# Honeycomb Dreams



## Joseph Clemens (Feb 12, 2005)

Here is a photo of the kind of honeycombs I dream about. A very nice comb, almost completely solid with sealed worker brood.








This image was taken in August 2007, of a comb, built by the bees, in a foundationless frame. This one is without wires and has very tenuous connections to the end bars and bottom bar (the bees may improve this later, but they might not). Since the end bars were reduced in width to 1-1/4", I cut a notch on both sides near the middle of the top bar to give the bees a little more freedom of movement. I have since decided that I prefer two horizontal support wires in my medium depth frames, if they are foundation or foundationless. I currently attempt to assemble all my new frames with horizontal wires installed.


----------



## sqkcrk (Dec 10, 2005)

Beautiful frame. Don't see any comb though. maybe you have another image?


----------



## lisascenic (Mar 11, 2010)

Looks like comb (that's currently holding brood) to me!

Not honeycomb, but still wax comb. 

And, yes! It is beautiful.


----------



## Joseph Clemens (Feb 12, 2005)

I've been planning to make a few frames of my own design (foundationless), to see how they work. I haven't made any yet, but I've put together a SketchUp plan for making them. This image is a link to the SketchUp plans -->

​


----------



## odfrank (May 13, 2002)

When you push this new design frame close together touching, it might be hard to break the propolis adhesion on the bottoms of the end bars where they touch.


----------



## Joseph Clemens (Feb 12, 2005)

Thanks odfrank,

I want the frames to be self-spacing/aligning, so their must be a way for this to happen and I also want it to keep the combs from swinging together near their bottoms - something I highly dislike about standard wooden frames. It's nice that PF120 frames do not have this issue, their end bars extend nearly to the bottom of the frame (but they have many openings for SHB to hide in). I'm also considering just using parallel end bars, without any cuts into their edges.

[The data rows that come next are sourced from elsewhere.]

/// Tests for the Beanstalk elastigroup import and maintenance flow
mod beanstalk_tests {
    use super::*;

    fn beanstalk_group() -> Resource {
        Resource::new("spotinst_elastigroup_aws_beanstalk", "web")
            .with_attribute("name", "web-eg")
            .with_attribute("region", "us-west-2")
            .with_attribute("product", "Linux/UNIX")
            .with_attribute("min_size", 1i64)
            .with_attribute("max_size", 2i64)
            .with_attribute("desired_capacity", 1i64)
            .with_attribute("beanstalk_environment_id", "e-123")
            .with_attribute("instance_types_spot", Value::from(vec!["t3.medium"]))
    }

    fn beanstalk_json(maximum: i64) -> serde_json::Value {
        json!({
            "id": "sig-b1",
            "name": "web-eg",
            "region": "us-west-2",
            "capacity": {"minimum": 1, "maximum": maximum, "target": 1},
            "compute": {
                "product": "Linux/UNIX",
                "instanceTypes": {"ondemand": "t3.medium", "spot": ["t3.medium"]},
                "launchSpecification": {"imageId": "ami-1"}
            },
            "integration": {"elasticBeanstalk": {"environmentId": "e-123"}}
        })
    }

    fn status(value: &str) -> ResponseTemplate {
        items(json!([{"status": value}]))
    }

    /// Create imports the environment's group, keeps what the configuration
    /// does not override, and retries while the IAM profile propagates
    #[tokio::test]
    async fn test_group_is_imported_then_created() {
        let server = MockServer::start().await;

        Mock::given(method("GET"))
            .and(path("/aws/ec2/group/beanstalk/import"))
            .and(query_param("accountId", ACCOUNT))
            .and(query_param("environmentId", "e-123"))
            .and(query_param("region", "us-west-2"))
            .respond_with(items(json!([{
                "name": "awseb-e-123",
                "region": "us-west-2",
                "capacity": {"minimum": 1, "maximum": 1, "target": 1},
                "compute": {
                    "product": "Linux/UNIX",
                    "instanceTypes": {"ondemand": "t3.medium", "spot": ["t3.small"]},
                    "launchSpecification": {"imageId": "ami-1"}
                },
                "integration": {"elasticBeanstalk": {"environmentId": "e-123"}}
            }])))
            .expect(1)
            .mount(&server)
            .await;

        Mock::given(method("POST"))
            .and(path("/aws/ec2/group"))
            .respond_with(errors(
                400,
                "InvalidParameterValue",
                "Invalid IAM Instance Profile name: aws-elasticbeanstalk-ec2-role",
            ))
            .up_to_n_times(1)
            .with_priority(1)
            .mount(&server)
            .await;

        Mock::given(method("POST"))
            .and(path("/aws/ec2/group"))
            .and(body_partial_json(json!({
                "group": {
                    "name": "web-eg",
                    "capacity": {"maximum": 2},
                    "compute": {
                        "instanceTypes": {"ondemand": "t3.medium", "spot": ["t3.medium"]},
                        "launchSpecification": {"imageId": "ami-1"}
                    }
                }
            })))
            .respond_with(items(json!([{"id": "sig-b1"}])))
            .expect(1)
            .with_priority(2)
            .mount(&server)
            .await;

        Mock::given(method("GET"))
            .and(path("/aws/ec2/group/sig-b1"))
            .respond_with(items(json!([beanstalk_json(2)])))
            .mount(&server)
            .await;

        Mock::given(method("GET"))
            .and(path("/aws/ec2/group/sig-b1/beanstalk/status"))
            .respond_with(status("ACTIVE"))
            .mount(&server)
            .await;

        let state = provider(&server)
            .create(&beanstalk_group())
            .await
            .expect("create should succeed");

        assert_eq!(state.identifier.as_deref(), Some("sig-b1"));
        assert_eq!(state.attributes["max_size"], Value::Int(2));
        assert_eq!(state.attributes["maintenance"], Value::from("END"));
        assert_eq!(state.attributes["beanstalk_environment_id"], Value::from("e-123"));
    }

    /// An environment the API does not know fails the create before any POST
    #[tokio::test]
    async fn test_missing_environment_fails_import() {
        let server = MockServer::start().await;

        Mock::given(method("GET"))
            .and(path("/aws/ec2/group/beanstalk/import"))
            .respond_with(errors(400, "GROUP_DOESNT_EXIST", "Environment not found"))
            .mount(&server)
            .await;

        Mock::given(method("POST"))
            .respond_with(items(json!([])))
            .expect(0)
            .mount(&server)
            .await;

        let err = provider(&server)
            .create(&beanstalk_group())
            .await
            .expect_err("import should fail");

        assert!(err.to_string().contains("does the Beanstalk environment exist"));
    }

    /// Maintenance starts once the group leaves its transitional state, then
    /// the changed capacity is sent
    #[tokio::test]
    async fn test_maintenance_starts_before_update() {
        let server = MockServer::start().await;

        Mock::given(method("GET"))
            .and(path("/aws/ec2/group/sig-b1/beanstalk/status"))
            .respond_with(status("PENDING"))
            .up_to_n_times(1)
            .with_priority(1)
            .mount(&server)
            .await;

        Mock::given(method("GET"))
            .and(path("/aws/ec2/group/sig-b1/beanstalk/status"))
            .respond_with(status("ACTIVE"))
            .up_to_n_times(1)
            .with_priority(2)
            .mount(&server)
            .await;

        Mock::given(method("GET"))
            .and(path("/aws/ec2/group/sig-b1/beanstalk/status"))
            .respond_with(status("AWAIT_USER_UPDATE"))
            .with_priority(3)
            .mount(&server)
            .await;

        Mock::given(method("PUT"))
            .and(path("/aws/ec2/group/sig-b1/beanstalk/maintenance/start"))
            .respond_with(items(json!([])))
            .expect(1)
            .mount(&server)
            .await;

        Mock::given(method("PUT"))
            .and(path("/aws/ec2/group/sig-b1"))
            .and(body_partial_json(json!({"group": {"capacity": {"maximum": 4}}})))
            .respond_with(items(json!([])))
            .expect(1)
            .mount(&server)
            .await;

        Mock::given(method("GET"))
            .and(path("/aws/ec2/group/sig-b1"))
            .respond_with(items(json!([beanstalk_json(4)])))
            .mount(&server)
            .await;

        let applied = beanstalk_group().with_attribute("maintenance", "END");
        let current = State::existing(applied.id.clone(), applied.attributes.clone())
            .with_identifier("sig-b1")
            .with_declared(applied.attributes.keys().cloned());
        let desired = beanstalk_group()
            .with_attribute("max_size", 4i64)
            .with_attribute("maintenance", "START");

        let state = provider(&server)
            .update(&desired.id, "sig-b1", &current, &desired)
            .await
            .expect("update should succeed");

        assert_eq!(state.attributes["max_size"], Value::Int(4));
        assert_eq!(state.attributes["maintenance"], Value::from("START"));
    }

    /// Asking to end maintenance on an active group fails without retrying
    #[tokio::test]
    async fn test_ending_maintenance_on_active_group_fails() {
        let server = MockServer::start().await;

        Mock::given(method("GET"))
            .and(path("/aws/ec2/group/sig-b1/beanstalk/status"))
            .respond_with(status("ACTIVE"))
            .expect(1)
            .mount(&server)
            .await;

        Mock::given(method("PUT"))
            .respond_with(items(json!([])))
            .expect(0)
            .mount(&server)
            .await;

        let applied = beanstalk_group().with_attribute("maintenance", "START");
        let current = State::existing(applied.id.clone(), applied.attributes.clone())
            .with_identifier("sig-b1");
        let desired = beanstalk_group().with_attribute("maintenance", "END");

        let err = provider(&server)
            .update(&desired.id, "sig-b1", &current, &desired)
            .await
            .expect_err("update should fail");

        assert!(err.to_string().contains("maintenance"));
    }
}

Here is an alternative design -->

​


----------



## kbenz (Feb 17, 2010)

so how do you make the end bars?


----------



## sqkcrk (Dec 10, 2005)

They're still going to glue the bottoms together, aren't they? So why don't you taper them all the way down. Like plastic frames are? Or is that not structurally sound? Are you going to nail and glue these frames or just glue them? have you though about running a wire from the middle of the top bar down through the bottom bar, so when the bees glue the bottom bar to the top bar of the frames below you won't have the middle of the bottom bar being bowed downwards and breaking comb?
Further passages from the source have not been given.